At the end of litigation, unless the parties have settled and agreed that each party will bear its own costs, the prevailing party may want to seek recovery for its expenses (apart from attorney fees, which is a much broader topic and not within the scope of this piece), such as court reporter fees, document duplication, ediscovery processing and database fees, etc. Typically, ediscovery costs for collection, processing, review, and production of electronically stored information (ESI) are the largest cost component of litigation expense, so it is natural that the prevailing party desires to recover as much of this as it can from the losing party. This piece focuses on recovery of ediscovery expenses under the applicable federal statute and corresponding case law, but your results may vary depending on the laws of the jurisdiction you find yourself in.

The Federal Rule of Awarding “Costs” to the Prevailing Party

At the end of trial or dispositive motion, the prevailing party may have a right of recovery from the losing party for certain costs arising from the litigation. See, e.g., Fed. R. Civ. P. 54(d); 28 U.S.C. § 1920. Section 1920 states in pertinent part:

A judge or clerk of any court of the United States may tax as costs the following:

* * *

(3) Fees and disbursements for printing and witnesses;

(4) Fees for exemplification and the costs of making copies of any materials where the copies are necessarily obtained for use in the case[.]
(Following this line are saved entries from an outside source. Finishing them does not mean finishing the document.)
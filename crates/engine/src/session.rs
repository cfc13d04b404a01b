//! Per-upload analytics session: the stateful layer around the pure
//! engine functions.
//!
//! The engine modules ([`crate::aggregate`], [`crate::view`],
//! [`crate::compare`]) are pure; this module owns the mutable state a
//! calling application needs — role mappings and view states keyed by
//! sheet name, generated aggregates, and the per-sheet phase machine:
//!
//! ```text
//! Configuring --generate--> Generated --edit--> Dirty --generate--> Generated
//!      ^                        |
//!      +---------clear----------+
//! ```
//!
//! Aggregation runs only on an explicit generate; mapping and view
//! edits never recompute anything implicitly. Loading a new workbook
//! replaces sheets and discards *all* derived state in one step, so
//! nothing stale can reference columns of the previous schema.

use std::collections::HashMap;
use std::fmt;

use crate::aggregate::{aggregate, Aggregate, AggregateError, Measure};
use crate::compare::{compare, CompareError, Comparison, Selection};
use crate::roles::{detect_roles, RoleMapping};
use crate::sheet::{resolve_numeric_column, Sheet};
use crate::view::{build_view, DisplayEntry, ViewState};

/// Where a sheet sits in its generate cycle.
#[derive(Debug, Clone, Copy, PartialEq, Eq, Default)]
pub enum Phase {
    /// No aggregate yet (or cleared).
    #[default]
    Configuring,
    /// Aggregate present and in sync with the controls.
    Generated,
    /// Aggregate present but controls changed since it was built.
    Dirty,
}

/// Session-level failures.
#[derive(Debug, Clone, PartialEq, Eq)]
pub enum SessionError {
    UnknownSheet(String),
    Aggregate(AggregateError),
    Compare(CompareError),
}

impl fmt::Display for SessionError {
    fn fmt(&self, f: &mut fmt::Formatter<'_>) -> fmt::Result {
        match self {
            SessionError::UnknownSheet(name) => write!(f, "no such sheet: {}", name),
            SessionError::Aggregate(e) => write!(f, "{}", e),
            SessionError::Compare(e) => write!(f, "{}", e),
        }
    }
}

impl std::error::Error for SessionError {}

impl From<AggregateError> for SessionError {
    fn from(e: AggregateError) -> Self {
        SessionError::Aggregate(e)
    }
}

impl From<CompareError> for SessionError {
    fn from(e: CompareError) -> Self {
        SessionError::Compare(e)
    }
}

/// One upload's worth of sheets plus everything derived from them.
#[derive(Debug, Default)]
pub struct Session {
    sheets: Vec<Sheet>,
    /// Copy the first sheet's mapping to newly-visited sheets instead
    /// of detecting independently.
    lock_mapping: bool,
    default_view: ViewState,
    mappings: HashMap<String, RoleMapping>,
    views: HashMap<String, ViewState>,
    results: HashMap<String, Aggregate>,
    phases: HashMap<String, Phase>,
}

impl Session {
    pub fn new() -> Self {
        Self::default()
    }

    /// Session whose lazily-created view states start from `default_view`.
    pub fn with_defaults(default_view: ViewState, lock_mapping: bool) -> Self {
        Self {
            default_view,
            lock_mapping,
            ..Self::default()
        }
    }

    /// Replace the loaded sheets. All derived state — mappings, view
    /// states, aggregates, phases — is discarded together.
    pub fn load(&mut self, sheets: Vec<Sheet>) {
        self.sheets = sheets;
        self.mappings.clear();
        self.views.clear();
        self.results.clear();
        self.phases.clear();
    }

    pub fn sheets(&self) -> &[Sheet] {
        &self.sheets
    }

    pub fn sheet(&self, name: &str) -> Option<&Sheet> {
        self.sheets.iter().find(|s| s.name == name)
    }

    pub fn set_lock_mapping(&mut self, lock: bool) {
        self.lock_mapping = lock;
    }

    pub fn phase(&self, name: &str) -> Phase {
        self.phases.get(name).copied().unwrap_or_default()
    }

    pub fn result(&self, name: &str) -> Option<&Aggregate> {
        self.results.get(name)
    }

    /// The sheet's role mapping, detecting (or copying, under lock
    /// mapping) on first access.
    pub fn mapping(&mut self, name: &str) -> Result<&RoleMapping, SessionError> {
        self.ensure_known(name)?;
        self.ensure_mapping(name);
        Ok(&self.mappings[name])
    }

    /// Override a sheet's mapping. Marks a generated sheet dirty.
    pub fn set_mapping(&mut self, name: &str, mapping: RoleMapping) -> Result<(), SessionError> {
        self.ensure_known(name)?;
        self.mappings.insert(name.to_string(), mapping);
        self.mark_dirty(name);
        Ok(())
    }

    /// The sheet's view state, created from the session default on
    /// first access.
    pub fn view(&mut self, name: &str) -> Result<&ViewState, SessionError> {
        self.ensure_known(name)?;
        if !self.views.contains_key(name) {
            self.views
                .insert(name.to_string(), self.default_view.clone());
        }
        Ok(&self.views[name])
    }

    /// Edit a sheet's view state in place. Marks a generated sheet
    /// dirty; nothing recomputes until the next generate.
    pub fn update_view<F>(&mut self, name: &str, edit: F) -> Result<(), SessionError>
    where
        F: FnOnce(&mut ViewState),
    {
        self.ensure_known(name)?;
        let entry = self
            .views
            .entry(name.to_string())
            .or_insert_with(|| self.default_view.clone());
        edit(entry);
        self.mark_dirty(name);
        Ok(())
    }

    /// Run the aggregator for one sheet (the explicit Generate /
    /// Regenerate action).
    ///
    /// On failure — no usable label column, or `sum` with no numeric
    /// column — the prior result and phase are left exactly as they
    /// were; a refused generate never clears a working view.
    pub fn generate(&mut self, name: &str) -> Result<&Aggregate, SessionError> {
        self.ensure_known(name)?;
        self.ensure_mapping(name);
        if !self.views.contains_key(name) {
            self.views
                .insert(name.to_string(), self.default_view.clone());
        }

        let sheet = self
            .sheets
            .iter()
            .find(|s| s.name == name)
            .ok_or_else(|| SessionError::UnknownSheet(name.to_string()))?;
        let mapping = &self.mappings[name];
        let view = &self.views[name];

        let numeric_key = match view.measure {
            Measure::Count => None,
            Measure::Sum => Some(resolve_numeric_key(sheet, mapping)
                .ok_or(AggregateError::NoNumericColumn)?),
        };

        let agg = aggregate(
            &sheet.rows,
            &mapping.label_key,
            view.measure,
            numeric_key,
            Some(view.label_search.as_str()),
        )?;

        self.results.insert(name.to_string(), agg);
        self.phases.insert(name.to_string(), Phase::Generated);
        Ok(&self.results[name])
    }

    /// Display list for the sheet's current aggregate, under its
    /// current view state. None until a generate has succeeded.
    ///
    /// While a sheet is Dirty this intentionally reads the *previous*
    /// aggregate — re-aggregation is always a deliberate action.
    pub fn display(&self, name: &str) -> Option<Vec<DisplayEntry>> {
        let agg = self.results.get(name)?;
        let view = self.views.get(name)?;
        Some(build_view(agg, view))
    }

    /// Drop a sheet's aggregate and return it to Configuring.
    pub fn clear(&mut self, name: &str) {
        self.results.remove(name);
        self.phases.insert(name.to_string(), Phase::Configuring);
    }

    /// Compare the named sheets (2–5 of them) under `measure`.
    ///
    /// Orthogonal to the single-sheet pipeline: uses each sheet's
    /// mapping for its label column but never touches phases, results,
    /// or view states.
    pub fn compare_sheets(
        &mut self,
        names: &[&str],
        measure: Measure,
        top_n: usize,
    ) -> Result<Comparison, SessionError> {
        for name in names {
            self.ensure_known(name)?;
            self.ensure_mapping(name);
        }
        let mut selections: Vec<Selection<'_>> = Vec::with_capacity(names.len());
        for name in names {
            let sheet = self
                .sheets
                .iter()
                .find(|s| s.name == *name)
                .ok_or_else(|| SessionError::UnknownSheet(name.to_string()))?;
            selections.push(Selection {
                sheet,
                label_key: self.mappings[*name].label_key.as_str(),
            });
        }
        Ok(compare(&selections, measure, top_n)?)
    }

    fn ensure_known(&self, name: &str) -> Result<(), SessionError> {
        if self.sheet(name).is_some() {
            Ok(())
        } else {
            Err(SessionError::UnknownSheet(name.to_string()))
        }
    }

    fn ensure_mapping(&mut self, name: &str) {
        if self.mappings.contains_key(name) {
            return;
        }
        let mapping = if self.lock_mapping {
            self.first_sheet_mapping()
        } else {
            None
        };
        let mapping = mapping.unwrap_or_else(|| {
            let headers = self
                .sheet(name)
                .map(|s| s.headers.clone())
                .unwrap_or_default();
            detect_roles(&headers)
        });
        self.mappings.insert(name.to_string(), mapping);
    }

    /// Mapping of the first loaded sheet, detecting it on demand.
    /// Used by the lock-mapping policy.
    fn first_sheet_mapping(&mut self) -> Option<RoleMapping> {
        let first = self.sheets.first()?.name.clone();
        if !self.mappings.contains_key(&first) {
            let headers = self.sheets.first()?.headers.clone();
            self.mappings.insert(first.clone(), detect_roles(&headers));
        }
        self.mappings.get(&first).cloned()
    }

    fn mark_dirty(&mut self, name: &str) {
        if self.phase(name) == Phase::Generated {
            self.phases.insert(name.to_string(), Phase::Dirty);
        }
    }
}

/// Numeric key for the `sum` measure: an explicit duration-role column
/// wins; otherwise scan for the first column with usable numbers.
fn resolve_numeric_key<'a>(sheet: &'a Sheet, mapping: &'a RoleMapping) -> Option<&'a str> {
    if let Some(key) = mapping.numeric_duration_key.as_deref() {
        if sheet.has_header(key) {
            return Some(key);
        }
    }
    resolve_numeric_column(sheet)
}
// Integration tests for `tally report` and `tally sheets` over CSV files.
// Run with: cargo test -p tallygrid-cli --test report_tests

use std::path::PathBuf;
use std::process::Command;

fn tally() -> Command {
    Command::new(env!("CARGO_BIN_EXE_tally"))
}

fn write_csv(dir: &tempfile::TempDir, name: &str, content: &str) -> PathBuf {
    let path = dir.path().join(name);
    std::fs::write(&path, content).expect("write test csv");
    path
}

fn stdout_json(output: &std::process::Output) -> serde_json::Value {
    assert!(
        output.status.success(),
        "command failed: {}",
        String::from_utf8_lossy(&output.stderr)
    );
    serde_json::from_slice(&output.stdout).expect("stdout is JSON")
}

#[test]
fn count_report_json_contract() {
    let dir = tempfile::tempdir().unwrap();
    let file = write_csv(&dir, "data.csv", "cat\nA\nA\nB\n");

    let output = tally().arg("report").arg(&file).arg("--json").output().unwrap();
    let json = stdout_json(&output);

    assert_eq!(json["sheet"], "data");
    assert_eq!(json["measure"], "count");
    assert_eq!(json["total"].as_f64(), Some(3.0));
    assert_eq!(json["rows"].as_f64(), Some(3.0));
    assert_eq!(json["distinct_labels"].as_f64(), Some(2.0));

    let entries = json["entries"].as_array().unwrap();
    assert_eq!(entries.len(), 2);
    assert_eq!(entries[0]["name"], "A");
    assert_eq!(entries[0]["value"].as_f64(), Some(2.0));
    assert_eq!(entries[1]["name"], "B");
    assert_eq!(entries[1]["value"].as_f64(), Some(1.0));
}

#[test]
fn top_n_folds_tail_into_other() {
    let dir = tempfile::tempdir().unwrap();
    let file = write_csv(&dir, "data.csv", "cat\nA\nA\nB\n");

    let output = tally()
        .arg("report")
        .arg(&file)
        .args(["--top", "1", "--json"])
        .output()
        .unwrap();
    let json = stdout_json(&output);

    let entries = json["entries"].as_array().unwrap();
    assert_eq!(entries.len(), 2);
    assert_eq!(entries[1]["name"], "Other");
    assert_eq!(entries[1]["other"], true);
    assert_eq!(entries[1]["value"].as_f64(), Some(1.0));
    let children = entries[1]["children"].as_array().unwrap();
    assert_eq!(children.len(), 1);
    assert_eq!(children[0]["name"], "B");
}

#[test]
fn sum_measure_coerces_malformed_values() {
    let dir = tempfile::tempdir().unwrap();
    let file = write_csv(&dir, "data.csv", "cat,amt\nx,\"1,200\"\nx,abc\nx,300\n");

    let output = tally()
        .arg("report")
        .arg(&file)
        .args(["--measure", "sum", "--value", "amt", "--json"])
        .output()
        .unwrap();
    let json = stdout_json(&output);

    assert_eq!(json["measure"], "sum");
    assert_eq!(json["total"].as_f64(), Some(1500.0));
    assert_eq!(json["rows"].as_f64(), Some(3.0));
}

#[test]
fn sum_without_numeric_column_refuses_with_dedicated_code() {
    let dir = tempfile::tempdir().unwrap();
    let file = write_csv(&dir, "data.csv", "name,note\na,hello\nb,world\n");

    let output = tally()
        .arg("report")
        .arg(&file)
        .args(["--measure", "sum"])
        .output()
        .unwrap();

    assert_eq!(output.status.code(), Some(10));
    let stderr = String::from_utf8_lossy(&output.stderr);
    assert!(stderr.contains("no numeric column"), "stderr: {}", stderr);
    assert!(output.stdout.is_empty(), "no partial output on refusal");
}

#[test]
fn unknown_column_is_a_usage_error() {
    let dir = tempfile::tempdir().unwrap();
    let file = write_csv(&dir, "data.csv", "cat\nA\n");

    let output = tally()
        .arg("report")
        .arg(&file)
        .args(["--label", "nope"])
        .output()
        .unwrap();

    assert_eq!(output.status.code(), Some(2));
    let stderr = String::from_utf8_lossy(&output.stderr);
    assert!(stderr.contains("no such column"), "stderr: {}", stderr);
}

#[test]
fn missing_file_is_an_io_error() {
    let output = tally()
        .arg("report")
        .arg("/definitely/not/here.csv")
        .output()
        .unwrap();
    assert_eq!(output.status.code(), Some(3));
}

#[test]
fn search_scopes_the_report() {
    let dir = tempfile::tempdir().unwrap();
    let file = write_csv(&dir, "data.csv", "cat\nWidget A\nWidget B\nGadget\n");

    let output = tally()
        .arg("report")
        .arg(&file)
        .args(["--search", "widget", "--json"])
        .output()
        .unwrap();
    let json = stdout_json(&output);

    assert_eq!(json["rows"].as_f64(), Some(2.0));
    let entries = json["entries"].as_array().unwrap();
    assert!(entries
        .iter()
        .all(|e| e["name"].as_str().unwrap().contains("Widget")));
}

#[test]
fn sort_asc_reverses_order_without_changing_membership() {
    let dir = tempfile::tempdir().unwrap();
    let file = write_csv(&dir, "data.csv", "cat\nA\nA\nA\nB\n");

    let output = tally()
        .arg("report")
        .arg(&file)
        .args(["--sort", "asc", "--json"])
        .output()
        .unwrap();
    let json = stdout_json(&output);
    let entries = json["entries"].as_array().unwrap();
    assert_eq!(entries[0]["name"], "B");
    assert_eq!(entries[1]["name"], "A");
}

#[test]
fn csv_output_quotes_awkward_labels() {
    let dir = tempfile::tempdir().unwrap();
    let file = write_csv(&dir, "data.csv", "cat\n\"Widgets, large\"\nGadgets\n");

    let output = tally().arg("report").arg(&file).arg("--csv").output().unwrap();
    assert!(output.status.success());
    let stdout = String::from_utf8_lossy(&output.stdout);
    let mut lines = stdout.lines();
    assert_eq!(lines.next(), Some("name,value,share"));
    assert!(stdout.contains("\"Widgets, large\",1,0.5000"));
    assert!(stdout.contains("Gadgets,1,0.5000"));
}

#[test]
fn sheets_command_lists_headers_and_rows() {
    let dir = tempfile::tempdir().unwrap();
    let file = write_csv(&dir, "inventory.csv", "Region,Units\nEast,10\nWest,5\n");

    let output = tally().arg("sheets").arg(&file).arg("--json").output().unwrap();
    let json = stdout_json(&output);
    let list = json.as_array().unwrap();
    assert_eq!(list.len(), 1);
    assert_eq!(list[0]["name"], "inventory");
    assert_eq!(list[0]["rows"].as_f64(), Some(2.0));
    assert_eq!(
        list[0]["headers"],
        serde_json::json!(["Region", "Units"])
    );
}

#[test]
fn detect_command_reports_roles() {
    let dir = tempfile::tempdir().unwrap();
    let file = write_csv(
        &dir,
        "tickets.csv",
        "Ticket ID,Status,Assignee,Hours\nT-1,Open,amy,2\n",
    );

    let output = tally().arg("detect").arg(&file).arg("--json").output().unwrap();
    let json = stdout_json(&output);
    let mapping = &json["tickets"];
    assert_eq!(mapping["label"], "Ticket ID");
    assert_eq!(mapping["status"], "Status");
    assert_eq!(mapping["assignee"], "Assignee");
    assert_eq!(mapping["duration"], "Hours");
}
Your particular venue may have similar rules or statutes for seeking recovery of costs following a decision by a court.1

In federal court, taxation of costs against the losing party is the rule, not the exception, in civil cases.2 The burden is on the losing party to show why costs should not be taxed, and when the district court denies costs to the prevailing party, the court must articulate its reasons.3 The standard of review for whether to award and the amount of costs under section 1920 is an abuse of discretion standard,4 although the district court has no authority to award costs other than the types enumerated under section 1920, which are reviewed on appeal de novo.5 This standard of review makes overturning cost awards difficult and requires counsel to conduct a critical review of the case law for recoverable “types” of costs.

Types of eDiscovery Expenses Awarded Under 28 U.S.C. § 1920.

Unfortunately for those seeking recovery of ediscovery awards, the types of costs recoverable are limited. Recently, the Sixth Circuit awarded costs for the imaging of the plaintiff’s hard drive in Colosi v. Jones Lang LaSalle Americas, Inc.6 In Colosi, the defendant requested plaintiff to produce relevant computer files during discovery and moved to compel when plaintiff resisted. Plaintiff then delivered her computer to her attorney’s office and demanded that defendant hire a third party vendor to image the computer under her attorney’s supervision. From this image, the defendant then searched for relevant files to which the district court held defendant was entitled. The Sixth Circuit held that the cost to image the hard drive was reasonable and necessary – analogous to the taxable cost of a party delivering copies in response to an opponent’s discovery request.7

The costs necessary to convert native files into digital images of documents (e.g. TIFF or PDF images) that are then actually produced to a requesting party are also taxable under section 1920. In addition, the costs for uploading the produced digital images and transferring them to opposing counsel through a File Transfer Protocol (FTP) are also taxable. In Balance Point Divorce Funding, LLC v. Scrantom,8 defendant sought costs from plaintiff following early dismissal of plaintiff’s claims. Defendant submitted evidence of costs of approximately $500 for converting native and PDF files to TIFF, uploading and transferring of those files to plaintiff, and sales tax on the charges. The court found that these charges were reasonable and within the scope of section 1920, but that charges of approximately $43,000 for collection, processing, culling, and hosting of collected documents were not taxable.9

Types of eDiscovery Expenses Not Permitted Under 28 U.S.C. § 1920.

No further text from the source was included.